Task goal:
Scan the following material for the string "SpeedValue" and copy each line in which it appears.

::: Source material :::

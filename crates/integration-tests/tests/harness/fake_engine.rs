//! Stand-in for the Piper binary
//!
//! A shell script that answers `--version`, reads the text from stdin and
//! copies a prepared WAV to the `--output_file` path. The failing variant
//! exits non-zero on synthesis, like an engine whose model crashed.

use std::path::{Path, PathBuf};

use tempfile::TempDir;

/// Sample rate of the prepared clip
pub const CLIP_SAMPLE_RATE: u32 = 16_000;

/// Frames in the prepared clip
pub const CLIP_FRAMES: u32 = 8_000;

pub struct FakeEngine {
    dir: TempDir,
    binary: PathBuf,
    model: PathBuf,
}

impl FakeEngine {
    /// Engine that always produces the prepared clip
    pub fn working() -> anyhow::Result<Self> {
        Self::create(true)
    }

    /// Engine that loads but fails every synthesis
    pub fn crashing() -> anyhow::Result<Self> {
        Self::create(false)
    }

    fn create(succeed: bool) -> anyhow::Result<Self> {
        let dir = tempfile::tempdir()?;

        let clip = dir.path().join("clip.wav");
        write_clip(&clip)?;

        let model = dir.path().join("en_US-test-medium.onnx");
        std::fs::write(&model, b"not really onnx")?;

        let synthesize = if succeed {
            format!("cat > /dev/null\ncp '{}' \"$out\"\n", clip.display())
        } else {
            "cat > /dev/null\necho 'model crashed' >&2\nexit 1\n".to_owned()
        };

        let script = format!(
            "#!/bin/sh\n\
             if [ \"$1\" = \"--version\" ]; then echo 1.2.0; exit 0; fi\n\
             out=''\n\
             while [ $# -gt 0 ]; do\n\
               case \"$1\" in\n\
                 --output_file) out=\"$2\"; shift 2 ;;\n\
                 *) shift ;;\n\
               esac\n\
             done\n\
             {synthesize}"
        );

        let binary = dir.path().join("piper");
        std::fs::write(&binary, script)?;
        make_executable(&binary)?;

        Ok(Self { dir, binary, model })
    }

    pub fn binary(&self) -> &Path {
        &self.binary
    }

    pub fn model(&self) -> &Path {
        &self.model
    }

    pub fn root(&self) -> &Path {
        self.dir.path()
    }
}

fn write_clip(path: &Path) -> anyhow::Result<()> {
    let spec = hound::WavSpec {
        channels: 1,
        sample_rate: CLIP_SAMPLE_RATE,
        bits_per_sample: 16,
        sample_format: hound::SampleFormat::Int,
    };

    let mut writer = hound::WavWriter::create(path, spec)?;
    for i in 0..CLIP_FRAMES {
        let sample = if i % 40 < 20 { 6_000i16 } else { -6_000i16 };
        writer.write_sample(sample)?;
    }
    writer.finalize()?;

    Ok(())
}

#[cfg(unix)]
fn make_executable(path: &Path) -> std::io::Result<()> {
    use std::os::unix::fs::PermissionsExt;

    std::fs::set_permissions(path, std::fs::Permissions::from_mode(0o755))
}

#[cfg(not(unix))]
fn make_executable(_: &Path) -> std::io::Result<()> {
    Ok(())
}
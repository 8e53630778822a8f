#![allow(clippy::must_use_candidate, clippy::missing_errors_doc)]

mod args;

use std::sync::Arc;

use args::{Args, Command};
use clap::Parser;
use murmur_config::Config;
use murmur_server::Server;
use tokio_util::sync::CancellationToken;
use tts::{SynthesisRequest, TtsStateBuilder, store::ArtifactStore};

#[tokio::main]
async fn main() -> anyhow::Result<()> {
    let args = Args::parse();

    // Load configuration
    let mut config = match args.config {
        Some(ref path) => Config::load(path)?,
        None => Config::default(),
    };

    // Initialize logging
    murmur_telemetry::init(&config.logging)?;

    if let Some(ref path) = args.config {
        tracing::info!(config_path = %path.display(), "configuration loaded");
    }

    match args.command {
        Some(Command::Check { text }) => check(&config, &text).await,
        Some(Command::Serve { listen }) => {
            if let Some(listen) = listen {
                config.server.listen_address = listen;
            }
            serve(&config).await
        }
        None => serve(&config).await,
    }
}

async fn serve(config: &Config) -> anyhow::Result<()> {
    tracing::info!("starting murmur");

    let server = Server::new(config).await?;

    // Set up graceful shutdown
    let shutdown = CancellationToken::new();
    let shutdown_clone = shutdown.clone();

    tokio::spawn(async move {
        shutdown_signal().await;
        shutdown_clone.cancel();
    });

    server.serve(shutdown).await?;

    tracing::info!("murmur stopped");
    Ok(())
}

/// Synthesize one sentence with the configured model, never falling back
async fn check(config: &Config, text: &str) -> anyhow::Result<()> {
    let store = Arc::new(ArtifactStore::from_config(&config.tts.artifacts)?);

    let Some(provider) = TtsStateBuilder::new(&config.tts).load_model(&store).await? else {
        anyhow::bail!("no speech model could be loaded, check [tts.model] in the configuration");
    };

    let request = SynthesisRequest::new(text.trim());
    if request.text.is_empty() {
        anyhow::bail!("check text must not be empty");
    }

    let artifact = provider
        .render(&request)
        .await
        .map_err(|e| anyhow::anyhow!("speech engine test failed: {e}"))?;
    let path = artifact.path;

    let size = artifact.file.metadata()?.len();
    let summary = tts::wav::inspect(&path).map_err(|e| anyhow::anyhow!("engine wrote an unreadable WAV: {e}"))?;

    println!("audio generated: {}", path.display());
    println!("  size:        {size} bytes");
    println!(
        "  format:      {} Hz, {} channel(s), {}-bit",
        summary.sample_rate, summary.channels, summary.bits_per_sample
    );
    println!("  duration:    {:.2}s", summary.duration().as_secs_f64());

    if config.tts.artifacts.directory.is_none() {
        println!("  (temporary directory, removed on exit)");
    }

    Ok(())
}

/// Wait for a shutdown signal (`SIGINT` or `SIGTERM`)
async fn shutdown_signal() {
    let ctrl_c = async {
        if let Err(e) = tokio::signal::ctrl_c().await {
            tracing::error!("failed to listen for Ctrl+C: {e}");
            std::future::pending::<()>().await;
        }
    };

    #[cfg(unix)]
    let terminate = async {
        match tokio::signal::unix::signal(tokio::signal::unix::SignalKind::terminate()) {
            Ok(mut signal) => {
                signal.recv().await;
            }
            Err(e) => {
                tracing::error!("failed to install SIGTERM handler: {e}");
                std::future::pending::<()>().await;
            }
        }
    };

    #[cfg(not(unix))]
    let terminate = std::future::pending::<()>();

    tokio::select! {
        () = ctrl_c => {}
        () = terminate => {}
    }

    tracing::info!("shutdown signal received");
}
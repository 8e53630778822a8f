use std::{
    fs, io,
    path::{Path, PathBuf},
    sync::{Mutex, PoisonError},
    time::SystemTime,
};

use murmur_config::ArtifactConfig;
use sha2::{Digest, Sha256};
use tempfile::{NamedTempFile, TempDir};

use crate::types::{ProviderKind, SynthesisRequest};

const STAGING_PREFIX: &str = ".staging-";
const ARTIFACT_EXTENSION: &str = "wav";

/// Scratch directory holding generated audio
///
/// Artifacts are written to a staging file first and renamed into place, so
/// a reader never sees a half-written WAV. Names are derived from the full
/// request; identical requests overwrite each other, last writer wins.
///
/// A commit hands back an open handle to the artifact, taken before any
/// eviction can run, so a bounded store never pulls a file out from under
/// the request that produced it.
#[derive(Debug)]
pub struct ArtifactStore {
    root: PathBuf,
    max_files: Option<usize>,
    // Serializes rename, open and eviction
    commit_lock: Mutex<()>,
    // Removes the directory on drop when the store owns it
    _owned: Option<TempDir>,
}

impl ArtifactStore {
    /// Create a fresh temporary directory that is removed on drop
    pub fn temporary(max_files: Option<usize>) -> io::Result<Self> {
        let dir = tempfile::Builder::new().prefix("murmur-").tempdir()?;

        Ok(Self {
            root: dir.path().to_path_buf(),
            max_files,
            commit_lock: Mutex::new(()),
            _owned: Some(dir),
        })
    }

    /// Use a fixed directory, creating it if needed; contents outlive the process
    pub fn at(root: impl Into<PathBuf>, max_files: Option<usize>) -> io::Result<Self> {
        let root = root.into();
        fs::create_dir_all(&root)?;

        Ok(Self {
            root,
            max_files,
            commit_lock: Mutex::new(()),
            _owned: None,
        })
    }

    pub fn from_config(config: &ArtifactConfig) -> io::Result<Self> {
        match config.directory {
            Some(ref directory) => Self::at(directory, config.max_files),
            None => Self::temporary(config.max_files),
        }
    }

    pub fn root(&self) -> &Path {
        &self.root
    }

    /// Deterministic file name for a request rendered by `kind`
    pub fn artifact_name(kind: ProviderKind, request: &SynthesisRequest) -> String {
        let mut hasher = Sha256::new();
        hasher.update(kind.as_str().as_bytes());
        hasher.update([0x1f]);
        hasher.update(request.language.as_bytes());
        hasher.update([0x1f]);
        hasher.update(request.speed.to_bits().to_le_bytes());
        hasher.update(request.text.as_bytes());

        let digest = format!("{:x}", hasher.finalize());

        format!("{kind}_{}.{ARTIFACT_EXTENSION}", &digest[..16])
    }

    /// Open an empty staging file inside the store
    pub fn stage(&self) -> io::Result<NamedTempFile> {
        tempfile::Builder::new()
            .prefix(STAGING_PREFIX)
            .suffix(".wav")
            .tempfile_in(&self.root)
    }

    /// Move a staged file to its final name, open it, then apply the size bound
    pub fn commit(&self, staged: NamedTempFile, name: &str) -> io::Result<Artifact> {
        let path = self.root.join(name);

        let _guard = self.commit_lock.lock().unwrap_or_else(PoisonError::into_inner);

        staged.persist(&path).map_err(|e| e.error)?;
        let file = fs::File::open(&path)?;

        if let Some(max_files) = self.max_files {
            self.evict(max_files, &path)?;
        }

        Ok(Artifact { path, file })
    }

    /// Committed artifacts, oldest first
    pub fn artifacts(&self) -> io::Result<Vec<PathBuf>> {
        let mut entries: Vec<(SystemTime, PathBuf)> = Vec::new();

        for entry in fs::read_dir(&self.root)? {
            let entry = entry?;
            let path = entry.path();

            let is_artifact = path.extension().is_some_and(|ext| ext == ARTIFACT_EXTENSION)
                && !entry.file_name().to_string_lossy().starts_with('.');

            if !is_artifact {
                continue;
            }

            // Raced with a concurrent eviction
            let Ok(metadata) = entry.metadata() else {
                continue;
            };

            entries.push((metadata.modified()?, path));
        }

        entries.sort();

        Ok(entries.into_iter().map(|(_, path)| path).collect())
    }

    fn evict(&self, max_files: usize, keep: &Path) -> io::Result<()> {
        let artifacts = self.artifacts()?;
        let excess = artifacts.len().saturating_sub(max_files);

        for path in artifacts.iter().filter(|path| path.as_path() != keep).take(excess) {
            match fs::remove_file(path) {
                Ok(()) => tracing::debug!("evicted artifact {}", path.display()),
                Err(e) if e.kind() == io::ErrorKind::NotFound => {}
                Err(e) => tracing::warn!("failed to evict artifact {}: {e}", path.display()),
            }
        }

        Ok(())
    }
}

/// A committed file and a handle opened on it before eviction could run
#[derive(Debug)]
pub struct Artifact {
    pub path: PathBuf,
    pub file: fs::File,
}
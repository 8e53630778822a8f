#![allow(dead_code)]

pub mod config;
pub mod fake_engine;
pub mod server;
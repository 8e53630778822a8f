//! End-to-end tests live in `tests/`
//! End-to-end tests for the speech endpoints

mod harness;

use std::io::Cursor;

use harness::config::ConfigBuilder;
use harness::server::TestServer;
use serde_json::json;

#[cfg(unix)]
use harness::fake_engine::{CLIP_FRAMES, CLIP_SAMPLE_RATE, FakeEngine};

fn read_wav(bytes: &[u8]) -> (hound::WavSpec, Vec<i16>) {
    let reader = hound::WavReader::new(Cursor::new(bytes.to_vec())).unwrap();
    let spec = reader.spec();
    let samples = reader.into_samples::<i16>().map(Result::unwrap).collect();
    (spec, samples)
}

// -- Silence (no model) --

#[tokio::test]
async fn hello_without_model_returns_one_second_of_silence() {
    let server = TestServer::start(ConfigBuilder::new().build()).await.unwrap();

    let resp = server.synthesize(json!({ "text": "Hello" })).await;

    assert_eq!(resp.status(), 200);
    assert_eq!(resp.headers()["content-type"], "audio/wav");
    assert_eq!(resp.headers()["content-disposition"], "inline; filename=\"speech.wav\"");
    assert_eq!(resp.headers()[tts::PROVIDER_HEADER], "silence");

    let bytes = resp.bytes().await.unwrap();
    let (spec, samples) = read_wav(&bytes);

    assert_eq!(spec.channels, 1);
    assert_eq!(spec.sample_rate, 22_050);
    assert_eq!(spec.bits_per_sample, 16);
    assert_eq!(spec.sample_format, hound::SampleFormat::Int);
    assert_eq!(samples.len(), 22_050);
    assert!(samples.iter().all(|&s| s == 0));
}

#[tokio::test]
async fn missing_text_is_rejected() {
    let server = TestServer::start(ConfigBuilder::new().build()).await.unwrap();

    let resp = server.synthesize(json!({ "language": "en", "speed": 1.0 })).await;

    assert_eq!(resp.status(), 400);
    let body: serde_json::Value = resp.json().await.unwrap();
    assert_eq!(body, json!({ "error": "Missing text parameter" }));
}

#[tokio::test]
async fn blank_text_is_rejected() {
    let server = TestServer::start(ConfigBuilder::new().build()).await.unwrap();

    let resp = server.synthesize(json!({ "text": " \n\t " })).await;

    assert_eq!(resp.status(), 400);
    let body: serde_json::Value = resp.json().await.unwrap();
    assert_eq!(body, json!({ "error": "Empty text" }));
}

#[tokio::test]
async fn invalid_speed_is_rejected() {
    let server = TestServer::start(ConfigBuilder::new().build()).await.unwrap();

    let resp = server.synthesize(json!({ "text": "Hello", "speed": -2 })).await;

    assert_eq!(resp.status(), 400);
    let body: serde_json::Value = resp.json().await.unwrap();
    assert!(body["error"].as_str().unwrap().contains("Invalid speed"));
}

#[tokio::test]
async fn non_json_body_is_rejected() {
    let server = TestServer::start(ConfigBuilder::new().build()).await.unwrap();

    let resp = server
        .client()
        .post(server.url("/api/tts"))
        .header("content-type", "text/plain")
        .body("Hello")
        .send()
        .await
        .unwrap();

    assert_eq!(resp.status(), 415);
}

#[tokio::test]
async fn voices_without_model() {
    let server = TestServer::start(ConfigBuilder::new().build()).await.unwrap();

    let resp = server.client().get(server.url("/api/voices")).send().await.unwrap();

    assert_eq!(resp.status(), 200);
    let body: serde_json::Value = resp.json().await.unwrap();
    assert_eq!(
        body,
        json!({ "model": "silence", "loaded": false, "supported_languages": ["en"] })
    );
}

#[tokio::test]
async fn repeated_requests_reuse_one_artifact() {
    let dir = tempfile::tempdir().unwrap();
    let config = ConfigBuilder::new().with_artifacts(dir.path(), None).build();
    let server = TestServer::start(config).await.unwrap();

    for _ in 0..3 {
        let resp = server.synthesize(json!({ "text": "Hello" })).await;
        assert_eq!(resp.status(), 200);
    }
    let resp = server.synthesize(json!({ "text": "Hello", "speed": 1.5 })).await;
    assert_eq!(resp.status(), 200);

    let wavs = std::fs::read_dir(dir.path())
        .unwrap()
        .filter_map(Result::ok)
        .filter(|entry| entry.path().extension().is_some_and(|ext| ext == "wav"))
        .count();

    // Same request, same name; a different speed gets its own file
    assert_eq!(wavs, 2);
}

#[tokio::test]
async fn artifact_bound_is_enforced() {
    let dir = tempfile::tempdir().unwrap();
    let config = ConfigBuilder::new().with_artifacts(dir.path(), Some(2)).build();
    let server = TestServer::start(config).await.unwrap();

    for text in ["one", "two", "three", "four"] {
        let resp = server.synthesize(json!({ "text": text })).await;
        assert_eq!(resp.status(), 200);
    }

    let wavs = std::fs::read_dir(dir.path()).unwrap().filter_map(Result::ok).count();
    assert_eq!(wavs, 2);
}

#[tokio::test(flavor = "multi_thread", worker_threads = 4)]
async fn bounded_store_serves_every_concurrent_request() {
    let dir = tempfile::tempdir().unwrap();
    let config = ConfigBuilder::new().with_artifacts(dir.path(), Some(1)).build();
    let server = TestServer::start(config).await.unwrap();

    let mut handles = Vec::new();
    for i in 0..64 {
        let client = server.client().clone();
        let url = server.url("/api/tts");
        handles.push(tokio::spawn(async move {
            let resp = client
                .post(url)
                .json(&json!({ "text": format!("sentence {i}") }))
                .send()
                .await
                .unwrap();
            let status = resp.status();
            (status, resp.bytes().await.unwrap())
        }));
    }

    for handle in handles {
        let (status, bytes) = handle.await.unwrap();
        assert_eq!(status, 200, "body: {}", String::from_utf8_lossy(&bytes));

        let (_, samples) = read_wav(&bytes);
        assert_eq!(samples.len(), 22_050);
    }

    let wavs = std::fs::read_dir(dir.path()).unwrap().filter_map(Result::ok).count();
    assert_eq!(wavs, 1);
}

#[tokio::test]
async fn concurrent_identical_requests_all_get_complete_audio() {
    let server = TestServer::start(ConfigBuilder::new().build()).await.unwrap();

    let mut handles = Vec::new();
    for _ in 0..8 {
        let client = server.client().clone();
        let url = server.url("/api/tts");
        handles.push(tokio::spawn(async move {
            let resp = client.post(url).json(&json!({ "text": "Same text" })).send().await.unwrap();
            assert_eq!(resp.status(), 200);
            resp.bytes().await.unwrap()
        }));
    }

    for handle in handles {
        let bytes = handle.await.unwrap();
        let (_, samples) = read_wav(&bytes);
        assert_eq!(samples.len(), 22_050);
    }

    let wavs = std::fs::read_dir(server.artifact_root())
        .unwrap()
        .filter_map(Result::ok)
        .filter(|entry| entry.path().extension().is_some_and(|ext| ext == "wav"))
        .count();
    assert_eq!(wavs, 1);
}

// -- Model-backed --

#[cfg(unix)]
#[tokio::test]
async fn model_output_is_streamed() {
    let engine = FakeEngine::working().unwrap();
    let config = ConfigBuilder::new()
        .with_model(engine.binary(), &[engine.model().to_path_buf()])
        .build();
    let server = TestServer::start(config).await.unwrap();

    let resp = server.synthesize(json!({ "text": "Hello world", "speed": "1.2" })).await;

    assert_eq!(resp.status(), 200);
    assert_eq!(resp.headers()[tts::PROVIDER_HEADER], "model");
    assert_eq!(resp.headers()[tts::FALLBACK_HEADER], "false");

    let bytes = resp.bytes().await.unwrap();
    let (spec, samples) = read_wav(&bytes);
    assert_eq!(spec.sample_rate, CLIP_SAMPLE_RATE);
    assert_eq!(samples.len(), CLIP_FRAMES as usize);
    assert!(samples.iter().any(|&s| s != 0));
}

#[cfg(unix)]
#[tokio::test]
async fn model_health_and_voices() {
    let engine = FakeEngine::working().unwrap();
    let config = ConfigBuilder::new()
        .with_model(engine.binary(), &[engine.model().to_path_buf()])
        .build();
    let server = TestServer::start(config).await.unwrap();

    let health: serde_json::Value = server
        .client()
        .get(server.url("/health"))
        .send()
        .await
        .unwrap()
        .json()
        .await
        .unwrap();
    assert_eq!(health["model_loaded"], true);
    assert!(health["version"].as_str().unwrap().ends_with("-real"));

    let voices: serde_json::Value = server
        .client()
        .get(server.url("/api/voices"))
        .send()
        .await
        .unwrap()
        .json()
        .await
        .unwrap();
    assert_eq!(voices["model"], "en_US-test-medium");
    assert_eq!(voices["loaded"], true);
}

#[cfg(unix)]
#[tokio::test]
async fn second_model_used_when_first_is_missing() {
    let engine = FakeEngine::working().unwrap();
    let missing = engine.root().join("missing.onnx");
    let config = ConfigBuilder::new()
        .with_model(engine.binary(), &[missing, engine.model().to_path_buf()])
        .build();
    let server = TestServer::start(config).await.unwrap();

    let resp = server.synthesize(json!({ "text": "Hello" })).await;

    assert_eq!(resp.status(), 200);
    assert_eq!(resp.headers()[tts::PROVIDER_HEADER], "model");
}

#[cfg(unix)]
#[tokio::test]
async fn crashing_model_falls_back_to_silence() {
    let engine = FakeEngine::crashing().unwrap();
    let config = ConfigBuilder::new()
        .with_model(engine.binary(), &[engine.model().to_path_buf()])
        .build();
    let server = TestServer::start(config).await.unwrap();

    let resp = server.synthesize(json!({ "text": "Hello" })).await;

    assert_eq!(resp.status(), 200);
    assert_eq!(resp.headers()[tts::PROVIDER_HEADER], "silence");
    assert_eq!(resp.headers()[tts::FALLBACK_HEADER], "true");

    let bytes = resp.bytes().await.unwrap();
    let (spec, samples) = read_wav(&bytes);
    assert_eq!(spec.sample_rate, 22_050);
    assert_eq!(samples.len(), 22_050);
    assert!(samples.iter().all(|&s| s == 0));
}
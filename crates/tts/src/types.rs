use std::{fmt, fs::File, path::PathBuf};

use serde::{Deserialize, Serialize};

use crate::error::TtsError;

/// Language used when the request does not name one
pub const DEFAULT_LANGUAGE: &str = "en";

/// Speed used when the request does not name one
pub const DEFAULT_SPEED: f64 = 1.0;

/// Raw `POST /api/tts` body before validation
#[derive(Debug, Default, Deserialize)]
pub struct SpeechPayload {
    /// Text to synthesize into speech
    #[serde(default)]
    pub text: Option<String>,
    /// Language tag, passed through to the provider
    #[serde(default)]
    pub language: Option<String>,
    /// Speech speed multiplier, number or numeric string
    #[serde(default)]
    pub speed: Option<SpeedValue>,
}

/// Speed as sent by clients, some of which send it as a string
#[derive(Debug, Clone, Deserialize)]
#[serde(untagged)]
pub enum SpeedValue {
    Number(f64),
    Text(String),
}

impl SpeedValue {
    fn resolve(self) -> crate::error::Result<f64> {
        let speed = match self {
            Self::Number(value) => value,
            Self::Text(text) => text
                .trim()
                .parse::<f64>()
                .map_err(|_| TtsError::InvalidRequest(format!("Invalid speed: '{text}' is not a number")))?,
        };

        if !speed.is_finite() || speed <= 0.0 {
            return Err(TtsError::InvalidRequest(format!(
                "Invalid speed: {speed}, must be a positive number"
            )));
        }

        Ok(speed)
    }
}

impl SpeechPayload {
    /// Validate the payload into a synthesis request
    pub fn into_request(self) -> crate::error::Result<SynthesisRequest> {
        let text = self.text.ok_or(TtsError::MissingText)?;
        let text = text.trim();

        if text.is_empty() {
            return Err(TtsError::EmptyText);
        }

        let speed = self.speed.map_or(Ok(DEFAULT_SPEED), SpeedValue::resolve)?;

        Ok(SynthesisRequest {
            text: text.to_string(),
            language: self.language.unwrap_or_else(|| DEFAULT_LANGUAGE.to_string()),
            speed,
        })
    }
}

/// Validated synthesis request
#[derive(Debug, Clone, PartialEq)]
pub struct SynthesisRequest {
    /// Trimmed, non-empty text
    pub text: String,
    pub language: String,
    /// Finite, strictly positive
    pub speed: f64,
}

impl SynthesisRequest {
    /// Build a request with the default language and speed
    pub fn new(text: impl Into<String>) -> Self {
        Self {
            text: text.into(),
            language: DEFAULT_LANGUAGE.to_string(),
            speed: DEFAULT_SPEED,
        }
    }

    #[must_use]
    pub const fn with_speed(mut self, speed: f64) -> Self {
        self.speed = speed;
        self
    }

    /// First 50 characters of the text, for logs
    pub fn preview(&self) -> String {
        let mut chars = self.text.chars();
        let head: String = chars.by_ref().take(50).collect();

        if chars.next().is_some() { format!("{head}...") } else { head }
    }
}

/// Which provider variant produced an artifact
#[derive(Debug, Clone, Copy, PartialEq, Eq)]
pub enum ProviderKind {
    /// A loaded speech model
    Model,
    /// The silent fallback
    Silence,
}

impl ProviderKind {
    pub const fn as_str(self) -> &'static str {
        match self {
            Self::Model => "model",
            Self::Silence => "silence",
        }
    }
}

impl fmt::Display for ProviderKind {
    fn fmt(&self, f: &mut fmt::Formatter<'_>) -> fmt::Result {
        f.write_str(self.as_str())
    }
}

/// A WAV file produced by a provider
#[derive(Debug)]
pub struct SynthesisResult {
    /// Location inside the artifact store
    pub path: PathBuf,
    /// Handle opened at commit time; stays readable if the file is evicted
    pub audio: File,
    /// Provider that wrote the file
    pub provider: ProviderKind,
    /// Set when the model failed and silence was substituted
    pub fallback: bool,
}

/// `GET /health` body
#[derive(Debug, Serialize, Deserialize)]
pub struct HealthResponse {
    pub status: String,
    pub model_loaded: bool,
    pub cuda_available: bool,
    pub version: String,
}

/// `GET /api/voices` body
#[derive(Debug, Serialize, Deserialize)]
pub struct VoicesResponse {
    pub model: String,
    pub loaded: bool,
    pub supported_languages: Vec<String>,
}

:::

Answer section:
    pub speed: Option<SpeedValue>,
pub enum SpeedValue {
impl SpeedValue {
        let speed = self.speed.map_or(Ok(DEFAULT_SPEED), SpeedValue::resolve)?;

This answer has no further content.